## EXERCISE INSTRUCTIONS:
Could you find every line in the records below that contains the word "ExportError" and copy it?
RECORDS FOR THE TASK START
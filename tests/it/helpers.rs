//! Test helpers and builders for reducing boilerplate in tests.
//!
//! - `TestBoardBuilder` - seeded boards with solid-colour images
//! - `solid_image` / `write_png_fixture` - in-memory and on-disk fixtures
//! - `FailingRasterizer` - export seam that always errors
//! - `export_through_control` - the window's begin/render/settle sequence

use image::{Rgba, RgbaImage};
use moodboard::board::Board;
use moodboard::error::{ExportError, ExportResult};
use moodboard::export::{
    ExportControl, ExportNotice, ExportScene, Rasterizer, render_and_save, settle_export,
};
use moodboard::types::{ItemId, LoadedImage};
use std::path::{Path, PathBuf};
use std::sync::Arc;

pub const RED: Rgba<u8> = Rgba([255, 0, 0, 255]);
pub const BLUE: Rgba<u8> = Rgba([0, 0, 255, 255]);

/// Decoded image of one colour.
pub fn solid_image(name: &str, width: u32, height: u32, color: Rgba<u8>) -> LoadedImage {
    LoadedImage {
        name: name.to_string(),
        pixels: Arc::new(RgbaImage::from_pixel(width, height, color)),
    }
}

/// Write a solid PNG into `dir` and return its path.
pub fn write_png_fixture(dir: &Path, name: &str, width: u32, height: u32) -> PathBuf {
    let path = dir.join(name);
    RgbaImage::from_pixel(width, height, RED)
        .save(&path)
        .expect("write fixture");
    path
}

/// Builder for seeded test boards.
///
/// # Example
/// ```ignore
/// let (board, ids) = TestBoardBuilder::new()
///     .with_canvas(800, 600)
///     .with_image("a.png")
///     .with_image("b.png")
///     .build();
/// ```
pub struct TestBoardBuilder {
    canvas: (u32, u32),
    seed: u64,
    images: Vec<LoadedImage>,
}

impl Default for TestBoardBuilder {
    fn default() -> Self {
        Self::new()
    }
}

impl TestBoardBuilder {
    pub fn new() -> Self {
        Self {
            canvas: (1000, 800),
            seed: 42,
            images: Vec::new(),
        }
    }

    pub fn with_canvas(mut self, width: u32, height: u32) -> Self {
        self.canvas = (width, height);
        self
    }

    pub fn with_seed(mut self, seed: u64) -> Self {
        self.seed = seed;
        self
    }

    pub fn with_image(mut self, name: &str) -> Self {
        self.images.push(solid_image(name, 8, 8, RED));
        self
    }

    pub fn with_images(mut self, count: usize) -> Self {
        for i in 0..count {
            self.images.push(solid_image(&format!("image-{i}.png"), 8, 8, RED));
        }
        self
    }

    /// Build the board, returning the ids of the added images in order.
    pub fn build(self) -> (Board, Vec<ItemId>) {
        let mut board = Board::with_seed(self.canvas, self.seed);
        let ids = board.add_images(self.images);
        (board, ids)
    }
}

/// Rasterizer that always fails, for exercising export error paths.
pub struct FailingRasterizer;

impl Rasterizer for FailingRasterizer {
    fn rasterize(&self, _scene: &ExportScene) -> ExportResult<RgbaImage> {
        Err(ExportError::Rasterize("simulated failure".to_string()))
    }
}

/// Run an export the way the export button does: take the control, render
/// and save, then settle.
pub fn export_through_control(
    control: &mut ExportControl,
    scene: &ExportScene,
    rasterizer: &dyn Rasterizer,
    dir: &Path,
    file_name: &str,
) -> ExportNotice {
    assert!(control.begin(), "export already running");
    let result = render_and_save(scene, rasterizer, dir, file_name);
    settle_export(control, result)
}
RECORDS FOR THE TASK END
## SOLVED PROBLEM:
use moodboard::error::{ExportError, ExportResult};
        Err(ExportError::Rasterize("simulated failure".to_string()))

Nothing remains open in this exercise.